▸ WHAT YOU HAVE TO DO
Select from the data all lines with the word "match".

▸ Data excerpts
----

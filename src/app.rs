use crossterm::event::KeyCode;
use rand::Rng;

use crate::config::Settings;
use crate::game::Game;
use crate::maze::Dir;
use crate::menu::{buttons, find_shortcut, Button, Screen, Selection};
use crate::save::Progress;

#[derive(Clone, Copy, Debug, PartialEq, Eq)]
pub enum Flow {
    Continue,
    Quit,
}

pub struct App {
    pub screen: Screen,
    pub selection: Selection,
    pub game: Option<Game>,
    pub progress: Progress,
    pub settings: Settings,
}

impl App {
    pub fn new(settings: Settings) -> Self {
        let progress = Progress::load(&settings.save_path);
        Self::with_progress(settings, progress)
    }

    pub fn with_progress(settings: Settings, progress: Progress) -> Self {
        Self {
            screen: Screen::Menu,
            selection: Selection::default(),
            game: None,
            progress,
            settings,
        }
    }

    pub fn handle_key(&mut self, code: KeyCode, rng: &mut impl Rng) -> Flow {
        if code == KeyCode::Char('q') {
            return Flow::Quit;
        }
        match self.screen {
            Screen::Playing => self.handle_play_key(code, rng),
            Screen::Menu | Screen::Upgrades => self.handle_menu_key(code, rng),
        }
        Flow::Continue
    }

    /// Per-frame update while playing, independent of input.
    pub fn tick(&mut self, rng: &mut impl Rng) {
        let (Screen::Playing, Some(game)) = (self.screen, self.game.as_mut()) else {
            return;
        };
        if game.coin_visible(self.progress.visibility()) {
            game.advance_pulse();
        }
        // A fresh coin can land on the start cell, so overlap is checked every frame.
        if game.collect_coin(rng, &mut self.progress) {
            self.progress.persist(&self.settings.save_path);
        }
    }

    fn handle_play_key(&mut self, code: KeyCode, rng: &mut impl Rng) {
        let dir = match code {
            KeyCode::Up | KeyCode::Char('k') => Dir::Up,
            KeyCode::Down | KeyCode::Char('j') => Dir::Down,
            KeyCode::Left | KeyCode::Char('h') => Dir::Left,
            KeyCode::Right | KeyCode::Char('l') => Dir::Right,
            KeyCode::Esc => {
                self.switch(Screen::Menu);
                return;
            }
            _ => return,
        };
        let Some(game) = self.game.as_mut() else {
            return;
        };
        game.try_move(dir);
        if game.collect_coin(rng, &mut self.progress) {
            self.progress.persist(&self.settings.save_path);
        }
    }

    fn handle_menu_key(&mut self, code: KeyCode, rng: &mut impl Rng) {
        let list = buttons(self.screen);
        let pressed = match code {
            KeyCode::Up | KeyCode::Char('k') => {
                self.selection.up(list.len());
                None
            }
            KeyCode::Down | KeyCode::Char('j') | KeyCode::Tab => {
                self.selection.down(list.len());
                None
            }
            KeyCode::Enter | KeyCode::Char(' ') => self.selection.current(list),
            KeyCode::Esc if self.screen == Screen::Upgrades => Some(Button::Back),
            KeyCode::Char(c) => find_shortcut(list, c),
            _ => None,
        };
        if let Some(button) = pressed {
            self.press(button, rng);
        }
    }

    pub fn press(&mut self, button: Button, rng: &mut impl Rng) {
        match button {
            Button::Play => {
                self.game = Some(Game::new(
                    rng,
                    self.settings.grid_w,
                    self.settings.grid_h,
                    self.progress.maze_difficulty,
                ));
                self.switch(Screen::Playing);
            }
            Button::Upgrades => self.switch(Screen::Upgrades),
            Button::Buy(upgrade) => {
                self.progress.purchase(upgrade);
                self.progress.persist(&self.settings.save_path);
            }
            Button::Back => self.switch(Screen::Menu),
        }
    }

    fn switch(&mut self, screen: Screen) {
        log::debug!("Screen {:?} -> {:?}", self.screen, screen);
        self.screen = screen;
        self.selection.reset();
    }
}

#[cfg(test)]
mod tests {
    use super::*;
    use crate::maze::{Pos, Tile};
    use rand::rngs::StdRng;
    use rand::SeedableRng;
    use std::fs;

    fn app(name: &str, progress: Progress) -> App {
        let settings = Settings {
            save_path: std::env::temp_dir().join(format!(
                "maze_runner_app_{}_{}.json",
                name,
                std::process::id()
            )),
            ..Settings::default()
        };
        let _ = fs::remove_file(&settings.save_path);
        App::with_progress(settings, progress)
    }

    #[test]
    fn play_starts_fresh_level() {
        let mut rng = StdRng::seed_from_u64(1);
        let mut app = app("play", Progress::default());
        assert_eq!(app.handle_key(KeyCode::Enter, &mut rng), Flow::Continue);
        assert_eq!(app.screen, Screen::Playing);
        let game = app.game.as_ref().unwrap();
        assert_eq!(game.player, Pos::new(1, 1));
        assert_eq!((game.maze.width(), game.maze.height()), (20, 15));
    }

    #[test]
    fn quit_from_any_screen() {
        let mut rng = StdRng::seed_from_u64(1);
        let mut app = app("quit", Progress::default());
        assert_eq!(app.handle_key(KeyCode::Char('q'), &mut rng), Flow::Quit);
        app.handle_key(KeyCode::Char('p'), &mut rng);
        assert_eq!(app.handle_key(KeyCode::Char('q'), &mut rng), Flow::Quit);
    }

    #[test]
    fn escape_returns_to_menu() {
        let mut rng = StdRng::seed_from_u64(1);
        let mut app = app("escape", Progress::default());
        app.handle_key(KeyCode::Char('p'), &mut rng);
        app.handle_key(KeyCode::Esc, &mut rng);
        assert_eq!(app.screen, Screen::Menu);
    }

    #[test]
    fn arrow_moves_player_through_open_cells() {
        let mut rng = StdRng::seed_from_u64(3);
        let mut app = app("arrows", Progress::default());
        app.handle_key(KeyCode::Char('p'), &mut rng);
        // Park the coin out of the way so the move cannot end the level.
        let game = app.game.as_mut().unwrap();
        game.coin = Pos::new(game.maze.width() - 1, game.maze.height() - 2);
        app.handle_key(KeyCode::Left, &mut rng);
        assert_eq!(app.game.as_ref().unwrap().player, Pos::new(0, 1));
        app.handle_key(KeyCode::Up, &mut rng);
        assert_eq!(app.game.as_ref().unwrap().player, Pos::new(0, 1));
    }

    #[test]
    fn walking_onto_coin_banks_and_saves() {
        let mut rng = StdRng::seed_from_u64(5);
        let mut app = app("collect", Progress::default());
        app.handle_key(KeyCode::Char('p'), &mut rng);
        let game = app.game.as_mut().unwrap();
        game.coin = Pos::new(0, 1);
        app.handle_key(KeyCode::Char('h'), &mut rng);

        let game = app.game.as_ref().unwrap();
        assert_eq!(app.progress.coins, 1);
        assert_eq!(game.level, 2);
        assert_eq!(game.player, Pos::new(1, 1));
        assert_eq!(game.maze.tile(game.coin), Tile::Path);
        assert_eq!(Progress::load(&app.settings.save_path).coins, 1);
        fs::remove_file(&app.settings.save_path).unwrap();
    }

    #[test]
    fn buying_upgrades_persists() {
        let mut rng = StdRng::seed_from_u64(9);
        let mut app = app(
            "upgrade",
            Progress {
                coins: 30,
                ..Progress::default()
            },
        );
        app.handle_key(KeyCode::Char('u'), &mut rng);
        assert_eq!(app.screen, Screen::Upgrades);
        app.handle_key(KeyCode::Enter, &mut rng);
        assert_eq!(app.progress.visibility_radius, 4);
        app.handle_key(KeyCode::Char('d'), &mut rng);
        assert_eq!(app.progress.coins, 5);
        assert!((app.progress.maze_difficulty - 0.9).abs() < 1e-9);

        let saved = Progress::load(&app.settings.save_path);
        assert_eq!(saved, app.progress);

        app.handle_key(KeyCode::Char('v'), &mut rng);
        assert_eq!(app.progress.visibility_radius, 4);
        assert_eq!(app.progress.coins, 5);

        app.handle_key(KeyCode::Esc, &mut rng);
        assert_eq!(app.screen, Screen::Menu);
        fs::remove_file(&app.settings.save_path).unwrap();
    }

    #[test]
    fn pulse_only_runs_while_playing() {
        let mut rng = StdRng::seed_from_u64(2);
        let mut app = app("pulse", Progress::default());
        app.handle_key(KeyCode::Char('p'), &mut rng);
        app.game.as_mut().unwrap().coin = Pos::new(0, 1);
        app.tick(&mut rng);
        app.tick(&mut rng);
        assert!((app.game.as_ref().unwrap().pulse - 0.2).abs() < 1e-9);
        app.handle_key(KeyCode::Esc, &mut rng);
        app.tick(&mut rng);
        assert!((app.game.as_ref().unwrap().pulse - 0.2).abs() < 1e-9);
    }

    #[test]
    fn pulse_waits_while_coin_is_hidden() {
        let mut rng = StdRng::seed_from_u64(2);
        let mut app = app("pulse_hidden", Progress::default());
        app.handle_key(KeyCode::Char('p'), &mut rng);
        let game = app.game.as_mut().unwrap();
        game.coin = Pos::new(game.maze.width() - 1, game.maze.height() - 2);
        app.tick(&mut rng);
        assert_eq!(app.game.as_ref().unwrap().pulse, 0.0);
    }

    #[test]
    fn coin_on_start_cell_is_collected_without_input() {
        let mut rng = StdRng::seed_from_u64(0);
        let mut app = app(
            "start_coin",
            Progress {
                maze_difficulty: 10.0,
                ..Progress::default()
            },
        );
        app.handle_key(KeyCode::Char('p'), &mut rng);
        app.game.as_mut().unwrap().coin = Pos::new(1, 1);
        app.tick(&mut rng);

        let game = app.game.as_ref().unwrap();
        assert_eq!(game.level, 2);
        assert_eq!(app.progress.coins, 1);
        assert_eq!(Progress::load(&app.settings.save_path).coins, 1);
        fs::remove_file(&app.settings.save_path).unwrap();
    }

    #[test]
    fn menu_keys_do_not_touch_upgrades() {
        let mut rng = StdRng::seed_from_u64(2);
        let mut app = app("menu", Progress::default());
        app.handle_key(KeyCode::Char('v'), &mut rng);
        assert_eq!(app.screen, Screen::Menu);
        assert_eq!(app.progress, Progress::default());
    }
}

----

▸ WRITTEN RESPONSE
        match self.screen {
        let dir = match code {
        let pressed = match code {
        match button {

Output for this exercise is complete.